A stain produced by the embedding of grains of gunpowder in the skin is practically the same thing as a tattoo mark. The charcoal of the gunpowder remains unaffected by the fluids of the tissues, and no way is known of bringing it into solution there. The only method of obliterating such marks is to take away with them the skin in which they are embedded. This has been accomplished by the application of an electric current, and by the use of caustics. When the destruction of the true skin has been accomplished, it becomes a foreign body, and if the destruction has extended to a sufficient depth, the other foreign body, the coloring matter which has been tattooed in, may be expected to be cast off with it.

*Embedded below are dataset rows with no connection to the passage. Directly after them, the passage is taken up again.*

use chrono::{DateTime, Utc};
use serde::{Deserialize, Serialize};
use sqlx::FromRow;
use utoipa::ToSchema;

/// Metadata for an uploaded photo. The bytes themselves live in object
/// storage; `file_path` is the public URL of the stored object.
#[derive(Debug, Serialize, Deserialize, FromRow, Clone, ToSchema)]
#[serde(rename_all = "camelCase")]
pub struct Photo {
    pub id: String,
    pub album_id: String,
    pub title: String,
    pub description: Option<String>,
    pub file_name: String,
    pub file_path: String,
    pub size_bytes: i64,
    pub acquisition_date: DateTime<Utc>,
    pub predominant_color: Option<String>,
    pub created_at: DateTime<Utc>,
}

/// A photo row joined with the owner of its containing album, used by the
/// delete authorization check.
#[derive(Debug, FromRow)]
pub struct PhotoWithOwner {
    pub id: String,
    pub album_id: String,
    pub file_name: String,
    pub owner_id: i32,
}
use crate::utils::{create_test_database, create_test_settings};
use app_state::{AppSettings, load_settings_from_path};
use color_eyre::Result;
use common_services::utils::nice_id;
use sqlx::{Executor, PgPool};
use std::path::Path;
use std::time::Duration;
use tokio::task::JoinHandle;
use tracing::{error, info};

/// The main context for the integration tests: a dedicated database, a
/// running API server and an HTTP client pointed at it.
pub struct TestContext {
    pub pool: PgPool,
    pub settings: AppSettings,
    pub http_client: reqwest::Client,
    // Private fields for cleanup on Drop
    _db_name: String,
    _management_pool: PgPool,
    _api_handle: JoinHandle<()>,
}

impl TestContext {
    pub async fn new() -> Result<Self> {
        info!("Setting up test environment...");

        let settings_path = Path::new("crates/test_integration/assets/settings.yaml");
        let base_settings = load_settings_from_path(settings_path)?;
        let database_name = format!("test_{}", nice_id(8));

        let (main_pool, management_pool) =
            create_test_database(&base_settings.secrets.database_url, &database_name).await?;

        let settings = create_test_settings(&base_settings, &database_name)?;

        let api_pool = main_pool.clone();
        let api_settings = settings.clone();
        let api_handle = tokio::spawn(async move {
            if let Err(e) = api::serve(api_pool, api_settings).await {
                error!("API server failed: {}", e);
            }
        });

        info!("Waiting for the API to start...");
        tokio::time::sleep(Duration::from_secs(2)).await;
        info!("Test environment is ready.");

        Ok(Self {
            pool: main_pool,
            settings,
            http_client: reqwest::Client::new(),
            _db_name: database_name,
            _management_pool: management_pool,
            _api_handle: api_handle,
        })
    }

    /// Base URL of the API under test, including the `/api` prefix.
    #[must_use]
    pub fn api_url(&self, path: &str) -> String {
        format!("{}/api{}", self.settings.api.public_url, path)
    }
}

impl Drop for TestContext {
    fn drop(&mut self) {
        info!("Tearing down test environment...");

        self._api_handle.abort();

        let db_name = self._db_name.clone();
        let pool = self._management_pool.clone();
        tokio::spawn(async move {
            info!("Dropping test database: {}", db_name);
            let query = format!("DROP DATABASE \"{}\" WITH (FORCE)", db_name);
            pool.execute(query.as_str()).await.unwrap_or_else(|e| {
                panic!("Failed to drop test database {}: {}", db_name, e);
            });
        });

        info!("Teardown complete.");
    }
}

Recently pepsin and papain have been proposed as applications to remove the cuticle. A glycerole of either is tattooed into the skin over the disfigured part; and it is said that the operation has proved successful.
It is scarcely necessary to say that suppuration is likely to follow such treatment, and that there is risk of scarring. In view of this it becomes apparent that any such operation should be undertaken only by a surgeon skilled in dermatological practice. An amateur might not only cause the patient suffering without success in removal, but add another disfigurement to the tattooing.
Carbolic acid has been applied to small portions of the affected area at a time, with the result that the powder and skin were removed simultaneously and, according to the physician reporting the case, with little discomfort to the patient.
Rubbing the affected part with moistened ammonium chloride once or twice a day has been reported as a slow but sure cure.